On November 27, the Annapolis Conference, for the first time, establishes a “two-state solution” as a basis for future talks between Israel and the Palestinian Authority.

2008–2009

DECEMBER 2008–JANUARY 2009

Israel launches a twenty-three-day war on the Gaza Strip on December 27.

2012

NOVEMBER

Israel launches an eight-day offensive on the Gaza Strip on November 14.

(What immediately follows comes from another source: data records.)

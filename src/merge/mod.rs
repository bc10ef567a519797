//! Manifest merging
//!
//! Combines many manifests into one sorted, duplicate-free manifest.
//!
//! Rules:
//! - identical lines (after whitespace normalization) collapse into one
//! - blank lines are dropped
//! - every remaining line has exactly three fields
//! - output is sorted by filename, byte-wise
//! - one filename with two different lines is a conflict: nothing is written
//!   and no input is deleted
//!
//! Fields are carried as text. The merger never interprets checksum or size,
//! so any three-field line format merges the same way.

mod atomic;

pub use atomic::write_atomic;

use std::collections::HashSet;
use std::fmt;
use std::fs;
use std::io::{self, Write};
use std::path::{Path, PathBuf};

use crate::errors::{CksumError, CksumResult};
use crate::observability::{log_event_with_fields, Event};

const IN_MEMORY_ORIGIN: &str = "<lines>";

/// One merged manifest line, kept as text.
#[derive(Debug, Clone, PartialEq, Eq, Hash)]
pub struct MergeRecord {
    pub checksum: String,
    pub size: String,
    pub filename: String,
}

impl fmt::Display for MergeRecord {
    fn fmt(&self, f: &mut fmt::Formatter<'_>) -> fmt::Result {
        write!(f, "{} {} {}", self.checksum, self.size, self.filename)
    }
}

/// What to merge and where the result goes.
#[derive(Debug, Clone, Default, PartialEq, Eq)]
pub struct MergeRequest {
    pub inputs: Vec<PathBuf>,
    /// Atomically replaced with the merged manifest. `None` writes to the
    /// caller's stream.
    pub output: Option<PathBuf>,
    /// Delete the inputs once the output is fully written
    pub delete_inputs: bool,
}

impl MergeRequest {
    pub fn new<I, P>(inputs: I) -> Self
    where
        I: IntoIterator<Item = P>,
        P: Into<PathBuf>,
    {
        Self {
            inputs: inputs.into_iter().map(Into::into).collect(),
            output: None,
            delete_inputs: false,
        }
    }

    pub fn with_output(mut self, output: impl Into<PathBuf>) -> Self {
        self.output = Some(output.into());
        self
    }

    pub fn with_delete_inputs(mut self, delete_inputs: bool) -> Self {
        self.delete_inputs = delete_inputs;
        self
    }
}

/// Result of a successful merge.
#[derive(Debug, Clone, PartialEq, Eq)]
pub struct MergeOutcome {
    pub records: Vec<MergeRecord>,
    pub output: Option<PathBuf>,
    pub deleted: Vec<PathBuf>,
}

/// A line together with where it came from.
struct SourcedLine<'a> {
    origin: &'a str,
    line_number: usize,
    line: &'a str,
}

/// Merges in-memory manifest lines.
pub fn merge_lines<I, S>(lines: I) -> CksumResult<Vec<MergeRecord>>
where
    I: IntoIterator<Item = S>,
    S: AsRef<str>,
{
    let lines: Vec<S> = lines.into_iter().collect();
    let sourced = lines.iter().enumerate().map(|(index, line)| SourcedLine {
        origin: IN_MEMORY_ORIGIN,
        line_number: index + 1,
        line: line.as_ref(),
    });
    merge_sourced(sourced)
}

/// Reads and merges manifest files, returning the merged text.
pub fn merge_files<P: AsRef<Path>>(paths: &[P]) -> CksumResult<String> {
    Ok(render(&merge_paths(paths)?))
}

/// Runs a merge request; the merged text goes to stdout when no output path
/// is set.
pub fn merge(request: &MergeRequest) -> CksumResult<MergeOutcome> {
    let stdout = io::stdout();
    let mut lock = stdout.lock();
    merge_to(request, &mut lock)
}

/// Runs a merge request, writing to `fallback` when no output path is set.
pub fn merge_to(request: &MergeRequest, fallback: &mut dyn Write) -> CksumResult<MergeOutcome> {
    let records = match merge_paths(request.inputs.as_slice()) {
        Ok(records) => records,
        Err(err) => {
            if let CksumError::DuplicateFilename { filename, .. } = &err {
                log_event_with_fields(
                    Event::MergeConflict,
                    &[("filename", filename.as_str()), ("reason", &err.to_string())],
                );
            }
            return Err(err);
        }
    };
    let text = render(&records);

    match &request.output {
        Some(path) => write_atomic(path, text.as_bytes())?,
        None => {
            fallback
                .write_all(text.as_bytes())
                .and_then(|()| fallback.flush())
                .map_err(|e| CksumError::io("failed to write merged manifest", e))?;
        }
    }

    log_event_with_fields(
        Event::MergeComplete,
        &[
            ("entries", &records.len().to_string()),
            ("inputs", &request.inputs.len().to_string()),
        ],
    );

    let deleted = if request.delete_inputs {
        delete_inputs(&request.inputs, request.output.as_deref())?
    } else {
        Vec::new()
    };

    Ok(MergeOutcome {
        records,
        output: request.output.clone(),
        deleted,
    })
}

/// Renders records as newline-terminated manifest lines.
pub fn render(records: &[MergeRecord]) -> String {
    records.iter().map(|record| format!("{}\n", record)).collect()
}

fn merge_paths<P: AsRef<Path>>(paths: &[P]) -> CksumResult<Vec<MergeRecord>> {
    let mut contents = Vec::with_capacity(paths.len());
    for path in paths {
        let path = path.as_ref();
        let text = fs::read_to_string(path)
            .map_err(|e| CksumError::io_at_path("failed to read", path, e))?;
        contents.push((path.display().to_string(), text));
    }

    let sourced = contents.iter().flat_map(|(origin, text)| {
        text.lines().enumerate().map(move |(index, line)| SourcedLine {
            origin: origin.as_str(),
            line_number: index + 1,
            line,
        })
    });
    merge_sourced(sourced)
}

fn merge_sourced<'a, I>(lines: I) -> CksumResult<Vec<MergeRecord>>
where
    I: Iterator<Item = SourcedLine<'a>>,
{
    let mut seen = HashSet::new();
    let mut records: Vec<(MergeRecord, &'a str)> = Vec::new();

    for sourced in lines {
        let fields: Vec<&str> = sourced.line.split_whitespace().collect();
        if fields.is_empty() {
            continue;
        }
        let &[checksum, size, filename] = fields.as_slice() else {
            return Err(CksumError::MalformedManifestLine {
                origin: sourced.origin.to_string(),
                line_number: sourced.line_number,
                line: sourced.line.trim_end().to_string(),
            });
        };

        let record = MergeRecord {
            checksum: checksum.to_string(),
            size: size.to_string(),
            filename: filename.to_string(),
        };
        if seen.insert(record.clone()) {
            records.push((record, sourced.origin));
        }
    }

    records.sort_by(|(a, _), (b, _)| a.filename.as_bytes().cmp(b.filename.as_bytes()));

    for pair in records.windows(2) {
        let ((first, first_origin), (second, second_origin)) = (&pair[0], &pair[1]);
        if first.filename == second.filename {
            let origin = if first_origin == second_origin {
                first_origin.to_string()
            } else {
                format!("{} and {}", first_origin, second_origin)
            };
            return Err(CksumError::DuplicateFilename {
                filename: first.filename.clone(),
                first: first.to_string(),
                second: second.to_string(),
                origin,
            });
        }
    }

    Ok(records.into_iter().map(|(record, _)| record).collect())
}

fn delete_inputs(inputs: &[PathBuf], output: Option<&Path>) -> CksumResult<Vec<PathBuf>> {
    let output = output.map(resolve);
    // Resolve every input before the first removal; a removed path no
    // longer canonicalizes
    let resolved: Vec<PathBuf> = inputs.iter().map(|input| resolve(input)).collect();
    let mut removed = HashSet::new();
    let mut deleted = Vec::new();

    for (input, resolved) in inputs.iter().zip(resolved) {
        if output.as_ref() == Some(&resolved) || !removed.insert(resolved) {
            continue;
        }

        fs::remove_file(input).map_err(|e| CksumError::io_at_path("failed to delete", input, e))?;
        log_event_with_fields(
            Event::MergeInputDeleted,
            &[("path", &input.display().to_string())],
        );
        deleted.push(input.clone());
    }

    Ok(deleted)
}

fn resolve(path: &Path) -> PathBuf {
    fs::canonicalize(path).unwrap_or_else(|_| path.to_path_buf())
}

On November 29, the UN General Assembly passes a resolution granting the state of Palestine non-member observer status, an upgrade that allows the Palestinians to join UN bodies, such as the International Criminal Court (ICC), to investigate war crimes in Gaza.

2014

JULY

On July 8, Israel launches a fifty-one-day offensive on Gaza.

2017

DECEMBER

US president Donald Trump recognizes Jerusalem as the capital of Israel on December 6. The move is condemned by most of the world in a vote at the UN General Assembly on December 22.

2018

AUGUST

On August 29, the US State Department ends aid to the Palestinian refugee agency, UNRWA, reversing a policy of support by every US president since it was created about seventy-two years ago as a cornerstone of US support for stability in the Middle East.

MARCH

Mass protests start in the Gaza Strip on March 30 (better known as The Great March of Return), calling Israel to lift the eleven-year illegal blockade on Gaza and to allow Palestinian refugees to return to their villages and towns from which they were expelled back in 1948.

MAY

The US moves its embassy to Jerusalem on May 14 and protests sweep the Gaza Strip met by violent repression from Israel, resulting in the deaths of at least 60 and the injury of 2770 Palestinians in Gaza.

2019

MARCH

On March 25, US president Donald Trump recognizes the Syrian Golan Heights, occupied in 1967, as part of Israel.

NOVEMBER

On November 18, the US says it no longer considers Israeli settlements on the West Bank to be illegal.

2020

JANUARY

On January 28, the US administration reveals the “Deal of the Century,” also called “Peace to Prosperity,” a plan that jettisons the two-state solution—the international formula proposed to end the Arab–Israeli conflict. The plan, widely described as an attempt to get Palestinians to trade in their political demands for economic benefits, fails to acknowledge major political issues such as the occupation, the siege of Gaza, illegal settlements, and the refugees.